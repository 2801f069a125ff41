//! Flat file history backend
//!
//! Each ledger is a single file that only ever grows. A flush appends one
//! fragment per entry without touching what is already there:
//!
//! ```text
//! success:  ,"<key>":true,"<key>":true
//! failure:  ,"<spider>":{"<key>":true,"<key>":true},"<spider>":{"<key>":true}
//! ```
//!
//! The file is not valid JSON on its own. At load time the leading comma is
//! swapped for `{`, a trailing comma (if any) is dropped and `}` is appended,
//! which turns the content into one JSON object.

use crate::config::HistoryConfig;
use crate::storage::traits::{HistoryBackend, SpiderBuckets, StorageResult};
use serde::de::{Deserialize, Deserializer, MapAccess, Visitor};
use std::collections::{HashMap, HashSet};
use std::fmt;
use std::fs::{self, OpenOptions};
use std::io::{self, Write};
use std::path::{Path, PathBuf};
use tracing::debug;

/// Append-only flat file backend
#[derive(Debug, Clone)]
pub struct FileHistoryStore {
    success_path: PathBuf,
    failure_path: PathBuf,
}

impl FileHistoryStore {
    pub fn new(success_path: impl Into<PathBuf>, failure_path: impl Into<PathBuf>) -> Self {
        Self {
            success_path: success_path.into(),
            failure_path: failure_path.into(),
        }
    }

    /// Builds the store from the configured cache directory and base name
    pub fn from_config(config: &HistoryConfig) -> Self {
        Self::new(config.success_file(), config.failure_file())
    }

    pub fn success_path(&self) -> &Path {
        &self.success_path
    }

    pub fn failure_path(&self) -> &Path {
        &self.failure_path
    }
}

impl HistoryBackend for FileHistoryStore {
    fn load_success(&mut self) -> StorageResult<HashSet<String>> {
        let Some(document) = read_document(&self.success_path)? else {
            return Ok(HashSet::new());
        };

        let entries: HashMap<String, bool> = serde_json::from_slice(&document)?;
        Ok(entries
            .into_iter()
            .filter_map(|(key, done)| done.then_some(key))
            .collect())
    }

    fn load_failure(&mut self) -> StorageResult<SpiderBuckets> {
        let Some(document) = read_document(&self.failure_path)? else {
            return Ok(SpiderBuckets::new());
        };

        let merged: MergedBuckets = serde_json::from_slice(&document)?;
        Ok(merged.0)
    }

    fn persist_success(&mut self, keys: &HashSet<String>) -> StorageResult<usize> {
        let fragment = success_fragment(keys)?;
        append(&self.success_path, &fragment)?;
        Ok(keys.len())
    }

    fn persist_failure(&mut self, buckets: &SpiderBuckets) -> StorageResult<usize> {
        let fragment = failure_fragment(buckets)?;
        append(&self.failure_path, &fragment)?;
        Ok(buckets.values().map(HashSet::len).sum())
    }
}

/// Reads a ledger file and repairs it into a JSON object
///
/// Returns `None` when the file does not exist.
fn read_document(path: &Path) -> StorageResult<Option<Vec<u8>>> {
    match fs::read(path) {
        Ok(raw) => Ok(Some(repair(&raw))),
        Err(e) if e.kind() == io::ErrorKind::NotFound => {
            debug!("History file {} not found, starting empty", path.display());
            Ok(None)
        }
        Err(e) => Err(e.into()),
    }
}

/// Wraps appended fragments into a single JSON object
fn repair(raw: &[u8]) -> Vec<u8> {
    let mut body = trim_ascii_whitespace(raw);
    if let [b',', rest @ ..] = body {
        body = rest;
    }
    if let [rest @ .., b','] = body {
        body = rest;
    }

    let mut document = Vec::with_capacity(body.len() + 2);
    document.push(b'{');
    document.extend_from_slice(body);
    document.push(b'}');
    document
}

fn trim_ascii_whitespace(bytes: &[u8]) -> &[u8] {
    let start = bytes
        .iter()
        .position(|b| !b.is_ascii_whitespace())
        .unwrap_or(bytes.len());
    let end = bytes
        .iter()
        .rposition(|b| !b.is_ascii_whitespace())
        .map_or(start, |i| i + 1);
    &bytes[start..end]
}

fn success_fragment(keys: &HashSet<String>) -> StorageResult<String> {
    let mut sorted: Vec<&String> = keys.iter().collect();
    sorted.sort();

    let mut fragment = String::new();
    for key in sorted {
        fragment.push(',');
        fragment.push_str(&serde_json::to_string(key)?);
        fragment.push_str(":true");
    }
    Ok(fragment)
}

fn failure_fragment(buckets: &SpiderBuckets) -> StorageResult<String> {
    let mut spiders: Vec<(&String, &HashSet<String>)> = buckets
        .iter()
        .filter(|(_, keys)| !keys.is_empty())
        .collect();
    spiders.sort_by(|a, b| a.0.cmp(b.0));

    let mut fragment = String::new();
    for (spider, keys) in spiders {
        let mut sorted: Vec<&String> = keys.iter().collect();
        sorted.sort();

        fragment.push(',');
        fragment.push_str(&serde_json::to_string(spider)?);
        fragment.push_str(":{");
        for (i, key) in sorted.into_iter().enumerate() {
            if i > 0 {
                fragment.push(',');
            }
            fragment.push_str(&serde_json::to_string(key)?);
            fragment.push_str(":true");
        }
        fragment.push('}');
    }
    Ok(fragment)
}

fn append(path: &Path, fragment: &str) -> io::Result<()> {
    if fragment.is_empty() {
        return Ok(());
    }

    if let Some(parent) = path.parent() {
        if !parent.as_os_str().is_empty() && !parent.is_dir() {
            fs::create_dir_all(parent)?;
            debug!("Created history directory {}", parent.display());
        }
    }

    let mut file = OpenOptions::new().create(true).append(true).open(path)?;
    file.write_all(fragment.as_bytes())?;
    file.flush()
}

/// Failure ledger contents with repeated spider entries merged
///
/// Every flush appends a new `"<spider>":{...}` entry, so the same spider
/// shows up many times in one file. A plain map would keep only the last one.
struct MergedBuckets(SpiderBuckets);

impl<'de> Deserialize<'de> for MergedBuckets {
    fn deserialize<D>(deserializer: D) -> Result<Self, D::Error>
    where
        D: Deserializer<'de>,
    {
        struct BucketsVisitor;

        impl<'de> Visitor<'de> for BucketsVisitor {
            type Value = MergedBuckets;

            fn expecting(&self, f: &mut fmt::Formatter<'_>) -> fmt::Result {
                f.write_str("a map of spider names to failure keys")
            }

            fn visit_map<A>(self, mut access: A) -> Result<Self::Value, A::Error>
            where
                A: MapAccess<'de>,
            {
                let mut buckets = SpiderBuckets::new();
                while let Some((spider, keys)) =
                    access.next_entry::<String, HashMap<String, bool>>()?
                {
                    let bucket = buckets.entry(spider).or_default();
                    for (key, failed) in keys {
                        if failed {
                            bucket.insert(key);
                        } else {
                            bucket.remove(&key);
                        }
                    }
                }
                Ok(MergedBuckets(buckets))
            }
        }

        deserializer.deserialize_map(BucketsVisitor)
    }
}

-*-

→ **What is required**: Search the entries for the word "FileHistoryStore", then copy every line in which it is found.

→ **Answer space**:
pub struct FileHistoryStore {
impl FileHistoryStore {
impl HistoryBackend for FileHistoryStore {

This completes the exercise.